Exercise requirements
The lines from the first line of the entries through the line containing "overrides looked up" are to be repeated exactly, with both of those lines included.

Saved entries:

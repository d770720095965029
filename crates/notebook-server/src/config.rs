//! Server configuration.

use std::path::{Path, PathBuf};

use anyhow::{Context, Result};
use notebook_commerce::cart::PricingPolicy;
use serde::{Deserialize, Serialize};

/// Server configuration file.
#[derive(Debug, Clone, Default, Serialize, Deserialize)]
pub struct ServerConfig {
    /// Listener and HTTP behaviour.
    #[serde(default)]
    pub server: HttpConfig,

    /// Where data and uploads live.
    #[serde(default)]
    pub storage: StorageConfig,

    /// Token lifetime and the bootstrap admin.
    #[serde(default)]
    pub auth: AuthConfig,

    /// Per-IP request limits on `/api`.
    #[serde(default)]
    pub rate_limit: RateLimitConfig,

    /// Tax and shipping rules for cart pricing.
    #[serde(default)]
    pub cart: PricingPolicy,
}

impl ServerConfig {
    /// Load config from a file.
    pub fn load(path: &Path) -> Result<Self> {
        let content = std::fs::read_to_string(path)
            .with_context(|| format!("Failed to read config file: {}", path.display()))?;

        if path.extension().is_some_and(|ext| ext == "json") {
            serde_json::from_str(&content)
                .with_context(|| format!("Failed to parse JSON config: {}", path.display()))
        } else {
            toml::from_str(&content)
                .with_context(|| format!("Failed to parse TOML config: {}", path.display()))
        }
    }

    /// Load `path` if given (defaults otherwise), then apply environment
    /// overrides.
    pub fn resolve(path: Option<&Path>) -> Result<Self> {
        let mut config = match path {
            Some(path) => Self::load(path)?,
            None => Self::default(),
        };
        config.apply_overrides(|key| std::env::var(key).ok())?;
        Ok(config)
    }

    /// Apply `NOTEBOOK_*` overrides looked up through `lookup`.
    pub fn apply_overrides(&mut self, lookup: impl Fn(&str) -> Option<String>) -> Result<()> {
        if let Some(port) = lookup("NOTEBOOK_PORT") {
            self.server.port = port
                .parse()
                .with_context(|| format!("NOTEBOOK_PORT is not a valid port: {port}"))?;
        }
        if let Some(dir) = lookup("NOTEBOOK_DATA_DIR") {
            self.storage.data_dir = PathBuf::from(dir);
        }
        if let Some(env) = lookup("NOTEBOOK_ENV") {
            self.server.environment = Environment::parse(&env)
                .with_context(|| format!("NOTEBOOK_ENV must be development or production, got {env}"))?;
        }
        if let Some(password) = lookup("NOTEBOOK_ADMIN_PASSWORD") {
            self.auth.admin_password = Some(password);
        }
        Ok(())
    }
}

/// Deployment environment.
#[derive(Debug, Clone, Copy, PartialEq, Eq, Default, Serialize, Deserialize)]
#[serde(rename_all = "lowercase")]
pub enum Environment {
    #[default]
    Development,
    Production,
}

impl Environment {
    fn parse(s: &str) -> Option<Self> {
        match s.trim().to_ascii_lowercase().as_str() {
            "development" | "dev" => Some(Environment::Development),
            "production" | "prod" => Some(Environment::Production),
            _ => None,
        }
    }

    pub fn is_production(&self) -> bool {
        matches!(self, Environment::Production)
    }

    pub fn as_str(&self) -> &'static str {
        match self {
            Environment::Development => "development",
            Environment::Production => "production",
        }
    }
}

/// HTTP listener configuration.
#[derive(Debug, Clone, Serialize, Deserialize)]
pub struct HttpConfig {
    #[serde(default = "default_host")]
    pub host: String,

    #[serde(default = "default_port")]
    pub port: u16,

    #[serde(default)]
    pub environment: Environment,

    /// Origins allowed by CORS.
    #[serde(default = "default_cors_origins")]
    pub cors_origins: Vec<String>,

    /// Maximum request body size in bytes.
    #[serde(default = "default_body_limit")]
    pub body_limit_bytes: usize,
}

fn default_host() -> String {
    "0.0.0.0".to_string()
}

fn default_port() -> u16 {
    3001
}

fn default_cors_origins() -> Vec<String> {
    vec![
        "http://localhost:3000".to_string(),
        "http://localhost:3001".to_string(),
    ]
}

fn default_body_limit() -> usize {
    10 * 1024 * 1024
}

impl Default for HttpConfig {
    fn default() -> Self {
        Self {
            host: default_host(),
            port: default_port(),
            environment: Environment::default(),
            cors_origins: default_cors_origins(),
            body_limit_bytes: default_body_limit(),
        }
    }
}

/// Storage configuration.
#[derive(Debug, Clone, Serialize, Deserialize)]
pub struct StorageConfig {
    /// Directory holding the catalog, cart and account stores.
    #[serde(default = "default_data_dir")]
    pub data_dir: PathBuf,

    /// Directory uploaded files are written to (default: `<data_dir>/uploads`).
    #[serde(default, skip_serializing_if = "Option::is_none")]
    pub uploads_dir: Option<PathBuf>,

    /// Load the bundled laptops when the catalog is empty.
    #[serde(default = "default_true")]
    pub seed_catalog: bool,
}

fn default_data_dir() -> PathBuf {
    PathBuf::from("data")
}

fn default_true() -> bool {
    true
}

impl StorageConfig {
    /// Root of the `/uploads` static tree.
    pub fn uploads_dir(&self) -> PathBuf {
        self.uploads_dir
            .clone()
            .unwrap_or_else(|| self.data_dir.join("uploads"))
    }

    pub fn catalog_path(&self) -> PathBuf {
        self.data_dir.join("catalog.json")
    }

    pub fn carts_path(&self) -> PathBuf {
        self.data_dir.join("carts.json")
    }

    pub fn auth_path(&self) -> PathBuf {
        self.data_dir.join("auth.json")
    }
}

impl Default for StorageConfig {
    fn default() -> Self {
        Self {
            data_dir: default_data_dir(),
            uploads_dir: None,
            seed_catalog: true,
        }
    }
}

/// Auth configuration.
#[derive(Debug, Clone, Serialize, Deserialize)]
pub struct AuthConfig {
    /// Bearer token lifetime.
    #[serde(default = "default_token_ttl")]
    pub token_ttl_secs: i64,

    #[serde(default = "default_admin_username")]
    pub admin_username: String,

    #[serde(default = "default_admin_email")]
    pub admin_email: String,

    /// Password for the bootstrap super admin. Without one no account is
    /// created.
    #[serde(default, skip_serializing_if = "Option::is_none")]
    pub admin_password: Option<String>,
}

fn default_token_ttl() -> i64 {
    notebook_auth::DEFAULT_TOKEN_TTL_SECS
}

fn default_admin_username() -> String {
    "admin".to_string()
}

fn default_admin_email() -> String {
    "admin@notebook.store".to_string()
}

impl Default for AuthConfig {
    fn default() -> Self {
        Self {
            token_ttl_secs: default_token_ttl(),
            admin_username: default_admin_username(),
            admin_email: default_admin_email(),
            admin_password: None,
        }
    }
}

/// Rate limit configuration.
#[derive(Debug, Clone, Serialize, Deserialize)]
pub struct RateLimitConfig {
    #[serde(default = "default_true")]
    pub enabled: bool,

    /// Requests allowed per window.
    #[serde(default = "default_max_requests")]
    pub max_requests: u32,

    /// Window length in seconds.
    #[serde(default = "default_window_secs")]
    pub window_secs: u64,
}

fn default_max_requests() -> u32 {
    100
}

fn default_window_secs() -> u64 {
    15 * 60
}

impl Default for RateLimitConfig {
    fn default() -> Self {
        Self {
            enabled: true,
            max_requests: default_max_requests(),
            window_secs: default_window_secs(),
        }
    }
}

#[cfg(test)]
mod tests {
    use super::*;
    use std::collections::HashMap;

    #[test]
    fn test_defaults() {
        let config = ServerConfig::default();
        assert_eq!(config.server.port, 3001);
        assert_eq!(config.rate_limit.max_requests, 100);
        assert_eq!(config.rate_limit.window_secs, 900);
        assert_eq!(config.storage.uploads_dir(), PathBuf::from("data/uploads"));
        assert!(config.auth.admin_password.is_none());
    }

    #[test]
    fn test_partial_toml() {
        let dir = tempfile::tempdir().unwrap();
        let path = dir.path().join("notebook.toml");
        std::fs::write(
            &path,
            r#"
[server]
port = 8080
environment = "production"

[rate_limit]
max_requests = 5

[cart]
tax_rate = 16.0
"#,
        )
        .unwrap();

        let config = ServerConfig::load(&path).unwrap();
        assert_eq!(config.server.port, 8080);
        assert!(config.server.environment.is_production());
        assert_eq!(config.rate_limit.max_requests, 5);
        assert_eq!(config.rate_limit.window_secs, 900);
        assert_eq!(config.cart.tax_rate, 16.0);
        assert_eq!(config.auth.admin_username, "admin");
    }

    #[test]
    fn test_json_config() {
        let dir = tempfile::tempdir().unwrap();
        let path = dir.path().join("notebook.json");
        std::fs::write(&path, r#"{"storage": {"data_dir": "/var/lib/notebook"}}"#).unwrap();

        let config = ServerConfig::load(&path).unwrap();
        assert_eq!(config.storage.data_dir, PathBuf::from("/var/lib/notebook"));
        assert_eq!(
            config.storage.catalog_path(),
            PathBuf::from("/var/lib/notebook/catalog.json")
        );
    }

    #[test]
    fn test_missing_file_is_error() {
        assert!(ServerConfig::load(Path::new("/nonexistent/notebook.toml")).is_err());
    }

    #[test]
    fn test_env_overrides() {
        let env: HashMap<&str, &str> = [
            ("NOTEBOOK_PORT", "9000"),
            ("NOTEBOOK_ENV", "prod"),
            ("NOTEBOOK_ADMIN_PASSWORD", "s3cret-pass"),
        ]
        .into_iter()
        .collect();

        let mut config = ServerConfig::default();
        config
            .apply_overrides(|key| env.get(key).map(|v| v.to_string()))
            .unwrap();

        assert_eq!(config.server.port, 9000);
        assert!(config.server.environment.is_production());
        assert_eq!(config.auth.admin_password.as_deref(), Some("s3cret-pass"));
    }

    #[test]
    fn test_bad_env_override() {
        let mut config = ServerConfig::default();
        let result = config.apply_overrides(|key| (key == "NOTEBOOK_PORT").then(|| "nope".to_string()));
        assert!(result.is_err());
    }
}
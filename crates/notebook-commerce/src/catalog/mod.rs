//! Product catalog module.
//!
//! Contains the product schema and the in-memory catalog that owns it.

mod product;
mod repository;

pub use product::{
    is_uploaded_image, Category, Product, ProductDraft, ProductPatch, Specifications,
    SpecificationsDraft, DEFAULT_OS,
};
pub use repository::{
    Catalog, CatalogStats, CategoryStat, PriceRange, CATALOG_STORAGE_KEY, DEFAULT_RECOMMENDATIONS,
    DEFAULT_TEXT_RESULTS,
};

#[cfg(test)]
pub(crate) use product::tests::draft as test_draft;
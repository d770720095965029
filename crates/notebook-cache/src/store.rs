//! Storage backends.
//!
//! A [`Store`] holds string values under string keys, the same contract as
//! browser local storage. [`Cache`](crate::Cache) layers JSON on top.

use std::collections::{BTreeMap, HashMap};
use std::fs;
use std::path::{Path, PathBuf};
use std::sync::Mutex;

use tracing::debug;

use crate::CacheError;

/// Raw key-value storage.
pub trait Store: Send + Sync {
    /// Read the value under `key`.
    fn get(&self, key: &str) -> Result<Option<String>, CacheError>;

    /// Write `value` under `key`, replacing any previous value.
    fn set(&self, key: &str, value: &str) -> Result<(), CacheError>;

    /// Remove `key`. Removing a missing key is not an error.
    fn delete(&self, key: &str) -> Result<(), CacheError>;

    /// All keys currently stored.
    fn keys(&self) -> Result<Vec<String>, CacheError>;

    /// Check whether `key` is present.
    fn exists(&self, key: &str) -> Result<bool, CacheError> {
        Ok(self.get(key)?.is_some())
    }
}

/// Volatile in-process store.
#[derive(Debug, Default)]
pub struct MemoryStore {
    entries: Mutex<HashMap<String, String>>,
}

impl MemoryStore {
    /// Create an empty store.
    pub fn new() -> Self {
        Self::default()
    }
}

impl Store for MemoryStore {
    fn get(&self, key: &str) -> Result<Option<String>, CacheError> {
        let entries = self.entries.lock().map_err(poisoned)?;
        Ok(entries.get(key).cloned())
    }

    fn set(&self, key: &str, value: &str) -> Result<(), CacheError> {
        let mut entries = self.entries.lock().map_err(poisoned)?;
        entries.insert(key.to_string(), value.to_string());
        Ok(())
    }

    fn delete(&self, key: &str) -> Result<(), CacheError> {
        let mut entries = self.entries.lock().map_err(poisoned)?;
        entries.remove(key);
        Ok(())
    }

    fn keys(&self) -> Result<Vec<String>, CacheError> {
        let entries = self.entries.lock().map_err(poisoned)?;
        let mut keys: Vec<String> = entries.keys().cloned().collect();
        keys.sort();
        Ok(keys)
    }
}

/// Durable store backed by a single JSON object on disk.
///
/// The whole map is kept in memory and rewritten on every mutation through
/// a temporary file followed by a rename, so a crash mid-write leaves the
/// previous contents intact.
#[derive(Debug)]
pub struct FileStore {
    path: PathBuf,
    entries: Mutex<BTreeMap<String, String>>,
}

impl FileStore {
    /// Open the store at `path`, creating parent directories as needed.
    ///
    /// A missing file starts an empty store; an unreadable or malformed one
    /// is an [`CacheError::OpenError`].
    pub fn open(path: impl AsRef<Path>) -> Result<Self, CacheError> {
        let path = path.as_ref().to_path_buf();

        if let Some(parent) = path.parent() {
            if !parent.as_os_str().is_empty() {
                fs::create_dir_all(parent)
                    .map_err(|e| CacheError::OpenError(format!("{}: {}", parent.display(), e)))?;
            }
        }

        let entries = if path.exists() {
            let content = fs::read_to_string(&path)
                .map_err(|e| CacheError::OpenError(format!("{}: {}", path.display(), e)))?;
            if content.trim().is_empty() {
                BTreeMap::new()
            } else {
                serde_json::from_str(&content)
                    .map_err(|e| CacheError::OpenError(format!("{}: {}", path.display(), e)))?
            }
        } else {
            BTreeMap::new()
        };

        debug!(path = %path.display(), keys = entries.len(), "opened file store");

        Ok(Self {
            path,
            entries: Mutex::new(entries),
        })
    }

    /// Location of the backing file.
    pub fn path(&self) -> &Path {
        &self.path
    }

    fn flush(&self, entries: &BTreeMap<String, String>) -> Result<(), CacheError> {
        let content = serde_json::to_string_pretty(entries)?;
        let tmp = self.path.with_extension("tmp");
        fs::write(&tmp, content)?;
        fs::rename(&tmp, &self.path)?;
        Ok(())
    }
}

impl Store for FileStore {
    fn get(&self, key: &str) -> Result<Option<String>, CacheError> {
        let entries = self.entries.lock().map_err(poisoned)?;
        Ok(entries.get(key).cloned())
    }

    fn set(&self, key: &str, value: &str) -> Result<(), CacheError> {
        let mut entries = self.entries.lock().map_err(poisoned)?;
        let previous = entries.insert(key.to_string(), value.to_string());
        if let Err(e) = self.flush(&entries) {
            restore(&mut entries, key, previous);
            return Err(e);
        }
        Ok(())
    }

    fn delete(&self, key: &str) -> Result<(), CacheError> {
        let mut entries = self.entries.lock().map_err(poisoned)?;
        let Some(previous) = entries.remove(key) else {
            return Ok(());
        };
        if let Err(e) = self.flush(&entries) {
            restore(&mut entries, key, Some(previous));
            return Err(e);
        }
        Ok(())
    }

    fn keys(&self) -> Result<Vec<String>, CacheError> {
        let entries = self.entries.lock().map_err(poisoned)?;
        Ok(entries.keys().cloned().collect())
    }
}

/// Undo an in-memory change whose flush failed, so memory matches disk.
fn restore(entries: &mut BTreeMap<String, String>, key: &str, previous: Option<String>) {
    match previous {
        Some(value) => {
            entries.insert(key.to_string(), value);
        }
        None => {
            entries.remove(key);
        }
    }
}

fn poisoned<T>(_: std::sync::PoisonError<T>) -> CacheError {
    CacheError::StoreError("store lock poisoned".to_string())
}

Output for this exercise
repository d770720095965029
filename crates/notebook-server/src/config.rs
//! Server configuration.

use std::path::{Path, PathBuf};

use anyhow::{Context, Result};
use notebook_commerce::cart::PricingPolicy;
use serde::{Deserialize, Serialize};

/// Server configuration file.
#[derive(Debug, Clone, Default, Serialize, Deserialize)]
pub struct ServerConfig {
    /// Listener and HTTP behaviour.
    #[serde(default)]
    pub server: HttpConfig,

    /// Where data and uploads live.
    #[serde(default)]
    pub storage: StorageConfig,

    /// Token lifetime and the bootstrap admin.
    #[serde(default)]
    pub auth: AuthConfig,

    /// Per-IP request limits on `/api`.
    #[serde(default)]
    pub rate_limit: RateLimitConfig,

    /// Tax and shipping rules for cart pricing.
    #[serde(default)]
    pub cart: PricingPolicy,
}

impl ServerConfig {
    /// Load config from a file.
    pub fn load(path: &Path) -> Result<Self> {
        let content = std::fs::read_to_string(path)
            .with_context(|| format!("Failed to read config file: {}", path.display()))?;

        if path.extension().is_some_and(|ext| ext == "json") {
            serde_json::from_str(&content)
                .with_context(|| format!("Failed to parse JSON config: {}", path.display()))
        } else {
            toml::from_str(&content)
                .with_context(|| format!("Failed to parse TOML config: {}", path.display()))
        }
    }

    /// Load `path` if given (defaults otherwise), then apply environment
    /// overrides.
    pub fn resolve(path: Option<&Path>) -> Result<Self> {
        let mut config = match path {
            Some(path) => Self::load(path)?,
            None => Self::default(),
        };
        config.apply_overrides(|key| std::env::var(key).ok())?;
        Ok(config)
    }

    /// Apply `NOTEBOOK_*` overrides looked up through `lookup`.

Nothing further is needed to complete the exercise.